* **YOUR GOAL**:
Retyping the records exactly is the whole task.

* **EXCERPTED RECORDS**:
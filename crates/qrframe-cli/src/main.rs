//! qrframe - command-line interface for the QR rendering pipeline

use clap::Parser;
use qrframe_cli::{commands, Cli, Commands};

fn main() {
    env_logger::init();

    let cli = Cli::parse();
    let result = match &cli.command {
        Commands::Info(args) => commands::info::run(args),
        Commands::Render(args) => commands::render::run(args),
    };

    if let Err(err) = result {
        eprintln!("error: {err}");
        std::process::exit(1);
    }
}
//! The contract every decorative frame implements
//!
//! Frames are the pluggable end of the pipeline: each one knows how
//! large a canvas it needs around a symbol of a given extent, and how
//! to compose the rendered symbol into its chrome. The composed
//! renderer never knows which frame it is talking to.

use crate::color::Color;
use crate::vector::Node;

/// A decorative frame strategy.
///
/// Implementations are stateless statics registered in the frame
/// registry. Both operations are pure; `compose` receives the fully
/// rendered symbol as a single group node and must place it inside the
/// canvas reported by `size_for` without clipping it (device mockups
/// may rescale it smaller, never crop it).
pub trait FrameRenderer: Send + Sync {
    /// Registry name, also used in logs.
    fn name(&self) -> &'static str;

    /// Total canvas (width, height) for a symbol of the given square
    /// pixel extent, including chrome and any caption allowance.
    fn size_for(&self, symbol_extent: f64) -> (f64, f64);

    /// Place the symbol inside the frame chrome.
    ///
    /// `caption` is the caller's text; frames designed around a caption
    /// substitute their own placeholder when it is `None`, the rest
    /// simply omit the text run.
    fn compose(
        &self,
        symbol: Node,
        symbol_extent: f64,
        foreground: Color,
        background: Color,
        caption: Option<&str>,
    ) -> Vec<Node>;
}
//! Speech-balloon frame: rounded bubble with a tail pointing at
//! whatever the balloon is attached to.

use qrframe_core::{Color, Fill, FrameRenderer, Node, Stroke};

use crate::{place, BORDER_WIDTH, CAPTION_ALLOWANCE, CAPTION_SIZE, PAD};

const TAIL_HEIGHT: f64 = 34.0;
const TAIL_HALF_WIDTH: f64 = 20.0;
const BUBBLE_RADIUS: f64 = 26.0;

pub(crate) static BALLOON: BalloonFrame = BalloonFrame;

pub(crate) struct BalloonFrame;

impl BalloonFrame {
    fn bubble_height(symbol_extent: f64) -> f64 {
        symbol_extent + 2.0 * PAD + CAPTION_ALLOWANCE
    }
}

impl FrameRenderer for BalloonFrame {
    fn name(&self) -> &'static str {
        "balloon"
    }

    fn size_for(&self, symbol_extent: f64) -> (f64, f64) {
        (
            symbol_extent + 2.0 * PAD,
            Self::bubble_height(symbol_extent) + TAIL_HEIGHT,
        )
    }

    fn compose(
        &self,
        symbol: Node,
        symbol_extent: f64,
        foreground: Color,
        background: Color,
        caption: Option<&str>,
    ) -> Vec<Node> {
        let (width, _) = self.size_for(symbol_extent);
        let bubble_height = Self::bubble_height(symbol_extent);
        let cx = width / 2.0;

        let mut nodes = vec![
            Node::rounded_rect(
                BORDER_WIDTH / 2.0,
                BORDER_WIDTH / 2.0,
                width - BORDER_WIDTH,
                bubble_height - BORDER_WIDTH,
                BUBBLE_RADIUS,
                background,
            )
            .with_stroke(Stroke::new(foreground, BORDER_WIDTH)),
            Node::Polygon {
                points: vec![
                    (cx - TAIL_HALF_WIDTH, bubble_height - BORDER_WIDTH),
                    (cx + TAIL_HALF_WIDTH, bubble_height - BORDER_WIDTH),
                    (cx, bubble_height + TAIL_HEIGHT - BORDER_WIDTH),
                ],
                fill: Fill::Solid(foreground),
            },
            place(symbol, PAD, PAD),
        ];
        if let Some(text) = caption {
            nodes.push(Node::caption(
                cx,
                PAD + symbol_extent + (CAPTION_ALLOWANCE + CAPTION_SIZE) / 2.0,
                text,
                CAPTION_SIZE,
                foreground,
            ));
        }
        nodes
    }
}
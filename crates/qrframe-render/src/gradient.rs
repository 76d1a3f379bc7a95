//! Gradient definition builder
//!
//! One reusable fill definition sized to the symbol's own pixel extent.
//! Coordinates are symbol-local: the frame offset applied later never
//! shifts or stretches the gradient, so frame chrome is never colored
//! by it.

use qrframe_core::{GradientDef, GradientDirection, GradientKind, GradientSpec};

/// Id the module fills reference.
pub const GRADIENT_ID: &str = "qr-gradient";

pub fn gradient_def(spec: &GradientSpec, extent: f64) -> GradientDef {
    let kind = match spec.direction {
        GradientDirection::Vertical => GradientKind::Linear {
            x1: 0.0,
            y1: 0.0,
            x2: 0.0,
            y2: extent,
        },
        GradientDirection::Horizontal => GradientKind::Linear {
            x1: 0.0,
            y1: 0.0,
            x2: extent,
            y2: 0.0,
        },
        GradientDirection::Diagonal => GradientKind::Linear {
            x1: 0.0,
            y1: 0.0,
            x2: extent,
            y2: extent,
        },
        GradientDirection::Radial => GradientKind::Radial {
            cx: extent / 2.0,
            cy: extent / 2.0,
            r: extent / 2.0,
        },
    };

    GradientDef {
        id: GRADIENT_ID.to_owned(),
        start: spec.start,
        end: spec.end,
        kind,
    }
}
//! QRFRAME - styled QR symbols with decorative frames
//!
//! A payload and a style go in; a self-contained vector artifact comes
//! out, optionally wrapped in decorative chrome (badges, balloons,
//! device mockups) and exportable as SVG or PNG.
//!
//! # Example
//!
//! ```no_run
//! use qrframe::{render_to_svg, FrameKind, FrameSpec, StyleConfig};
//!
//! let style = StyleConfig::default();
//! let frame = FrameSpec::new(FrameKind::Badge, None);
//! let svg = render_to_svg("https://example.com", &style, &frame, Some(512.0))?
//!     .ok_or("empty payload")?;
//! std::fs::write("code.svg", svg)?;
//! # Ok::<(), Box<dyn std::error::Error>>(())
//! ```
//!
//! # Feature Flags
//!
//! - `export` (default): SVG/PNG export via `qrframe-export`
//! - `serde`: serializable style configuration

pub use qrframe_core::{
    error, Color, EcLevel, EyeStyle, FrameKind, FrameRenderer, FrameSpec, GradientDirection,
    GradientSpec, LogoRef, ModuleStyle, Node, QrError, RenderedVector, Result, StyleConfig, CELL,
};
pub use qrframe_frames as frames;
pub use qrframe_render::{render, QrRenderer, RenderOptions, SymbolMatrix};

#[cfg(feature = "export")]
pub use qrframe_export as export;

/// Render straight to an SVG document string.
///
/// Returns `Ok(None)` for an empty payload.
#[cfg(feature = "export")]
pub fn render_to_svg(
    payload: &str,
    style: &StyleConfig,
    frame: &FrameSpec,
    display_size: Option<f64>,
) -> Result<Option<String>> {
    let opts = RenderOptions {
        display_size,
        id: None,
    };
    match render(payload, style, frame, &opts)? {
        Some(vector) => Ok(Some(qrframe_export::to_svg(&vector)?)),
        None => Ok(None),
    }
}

* **ANSWER AREA**:
filename crates/qrframe-cli/src/main.rs
//! qrframe - command-line interface for the QR rendering pipeline

use clap::Parser;
use qrframe_cli::{commands, Cli, Commands};

fn main() {
    env_logger::init();

    let cli = Cli::parse();
    let result = match &cli.command {
        Commands::Info(args) => commands::info::run(args),
        Commands::Render(args) => commands::render::run(args),
    };

    if let Err(err) = result {
        eprintln!("error: {err}");
        std::process::exit(1);
    }
}
//! The contract every decorative frame implements
//!
//! Frames are the pluggable end of the pipeline: each one knows how
//! large a canvas it needs around a symbol of a given extent, and how
//! to compose the rendered symbol into its chrome. The composed
//! renderer never knows which frame it is talking to.

use crate::color::Color;
use crate::vector::Node;

/// A decorative frame strategy.
///
/// Implementations are stateless statics registered in the frame
/// registry. Both operations are pure; `compose` receives the fully
/// rendered symbol as a single group node and must place it inside the
/// canvas reported by `size_for` without clipping it (device mockups
/// may rescale it smaller, never crop it).
pub trait FrameRenderer: Send + Sync {
    /// Registry name, also used in logs.
    fn name(&self) -> &'static str;

    /// Total canvas (width, height) for a symbol of the given square
    /// pixel extent, including chrome and any caption allowance.
    fn size_for(&self, symbol_extent: f64) -> (f64, f64);

    /// Place the symbol inside the frame chrome.
    ///
    /// `caption` is the caller's text; frames designed around a caption
    /// substitute their own placeholder when it is `None`, the rest
    /// simply omit the text run.
    fn compose(
        &self,
        symbol: Node,
        symbol_extent: f64,
        foreground: Color,
        background: Color,
        caption: Option<&str>,
    ) -> Vec<Node>;
}
//! Speech-balloon frame: rounded bubble with a tail pointing at
//! whatever the balloon is attached to.

use qrframe_core::{Color, Fill, FrameRenderer, Node, Stroke};

use crate::{place, BORDER_WIDTH, CAPTION_ALLOWANCE, CAPTION_SIZE, PAD};

const TAIL_HEIGHT: f64 = 34.0;
const TAIL_HALF_WIDTH: f64 = 20.0;
const BUBBLE_RADIUS: f64 = 26.0;

pub(crate) static BALLOON: BalloonFrame = BalloonFrame;

pub(crate) struct BalloonFrame;

impl BalloonFrame {
    fn bubble_height(symbol_extent: f64) -> f64 {
        symbol_extent + 2.0 * PAD + CAPTION_ALLOWANCE
    }
}

impl FrameRenderer for BalloonFrame {
    fn name(&self) -> &'static str {
        "balloon"
    }

    fn size_for(&self, symbol_extent: f64) -> (f64, f64) {
        (
            symbol_extent + 2.0 * PAD,
            Self::bubble_height(symbol_extent) + TAIL_HEIGHT,
        )
    }

    fn compose(
        &self,
        symbol: Node,
        symbol_extent: f64,
        foreground: Color,
        background: Color,
        caption: Option<&str>,
    ) -> Vec<Node> {
        let (width, _) = self.size_for(symbol_extent);
        let bubble_height = Self::bubble_height(symbol_extent);
        let cx = width / 2.0;

        let mut nodes = vec![
            Node::rounded_rect(
                BORDER_WIDTH / 2.0,
                BORDER_WIDTH / 2.0,
                width - BORDER_WIDTH,
                bubble_height - BORDER_WIDTH,
                BUBBLE_RADIUS,
                background,
            )
            .with_stroke(Stroke::new(foreground, BORDER_WIDTH)),
            Node::Polygon {
                points: vec![
                    (cx - TAIL_HALF_WIDTH, bubble_height - BORDER_WIDTH),
                    (cx + TAIL_HALF_WIDTH, bubble_height - BORDER_WIDTH),
                    (cx, bubble_height + TAIL_HEIGHT - BORDER_WIDTH),
                ],
                fill: Fill::Solid(foreground),
            },
            place(symbol, PAD, PAD),
        ];
        if let Some(text) = caption {
            nodes.push(Node::caption(
                cx,
                PAD + symbol_extent + (CAPTION_ALLOWANCE + CAPTION_SIZE) / 2.0,
                text,
                CAPTION_SIZE,
                foreground,
            ));
        }
        nodes
    }
}
filename crates/qrframe-render/src/gradient.rs
repository 76d1a3f379bc7a95
//! Gradient definition builder
//!
//! One reusable fill definition sized to the symbol's own pixel extent.
//! Coordinates are symbol-local: the frame offset applied later never
//! shifts or stretches the gradient, so frame chrome is never colored
//! by it.

use qrframe_core::{GradientDef, GradientDirection, GradientKind, GradientSpec};

/// Id the module fills reference.
pub const GRADIENT_ID: &str = "qr-gradient";

pub fn gradient_def(spec: &GradientSpec, extent: f64) -> GradientDef {
    let kind = match spec.direction {
        GradientDirection::Vertical => GradientKind::Linear {
            x1: 0.0,
            y1: 0.0,
            x2: 0.0,
            y2: extent,
        },
        GradientDirection::Horizontal => GradientKind::Linear {
            x1: 0.0,
            y1: 0.0,
            x2: extent,
            y2: 0.0,
        },
        GradientDirection::Diagonal => GradientKind::Linear {
            x1: 0.0,
            y1: 0.0,
            x2: extent,
            y2: extent,
        },
        GradientDirection::Radial => GradientKind::Radial {
            cx: extent / 2.0,
            cy: extent / 2.0,
            r: extent / 2.0,
        },
    };

    GradientDef {
        id: GRADIENT_ID.to_owned(),
        start: spec.start,
        end: spec.end,
        kind,
    }
}
//! QRFRAME - styled QR symbols with decorative frames
//!
//! A payload and a style go in; a self-contained vector artifact comes
//! out, optionally wrapped in decorative chrome (badges, balloons,
//! device mockups) and exportable as SVG or PNG.
//!
//! # Example
//!
//! ```no_run
//! use qrframe::{render_to_svg, FrameKind, FrameSpec, StyleConfig};
//!
//! let style = StyleConfig::default();
//! let frame = FrameSpec::new(FrameKind::Badge, None);
//! let svg = render_to_svg("https://example.com", &style, &frame, Some(512.0))?
//!     .ok_or("empty payload")?;
//! std::fs::write("code.svg", svg)?;
//! # Ok::<(), Box<dyn std::error::Error>>(())
//! ```
//!
//! # Feature Flags
//!
//! - `export` (default): SVG/PNG export via `qrframe-export`
//! - `serde`: serializable style configuration

pub use qrframe_core::{
    error, Color, EcLevel, EyeStyle, FrameKind, FrameRenderer, FrameSpec, GradientDirection,
    GradientSpec, LogoRef, ModuleStyle, Node, QrError, RenderedVector, Result, StyleConfig, CELL,
};
pub use qrframe_frames as frames;
pub use qrframe_render::{render, QrRenderer, RenderOptions, SymbolMatrix};

#[cfg(feature = "export")]
pub use qrframe_export as export;

/// Render straight to an SVG document string.
///
/// Returns `Ok(None)` for an empty payload.
#[cfg(feature = "export")]
pub fn render_to_svg(
    payload: &str,
    style: &StyleConfig,
    frame: &FrameSpec,
    display_size: Option<f64>,
) -> Result<Option<String>> {
    let opts = RenderOptions {
        display_size,
        id: None,
    };
    match render(payload, style, frame, &opts)? {
        Some(vector) => Ok(Some(qrframe_export::to_svg(&vector)?)),
        None => Ok(None),
    }
}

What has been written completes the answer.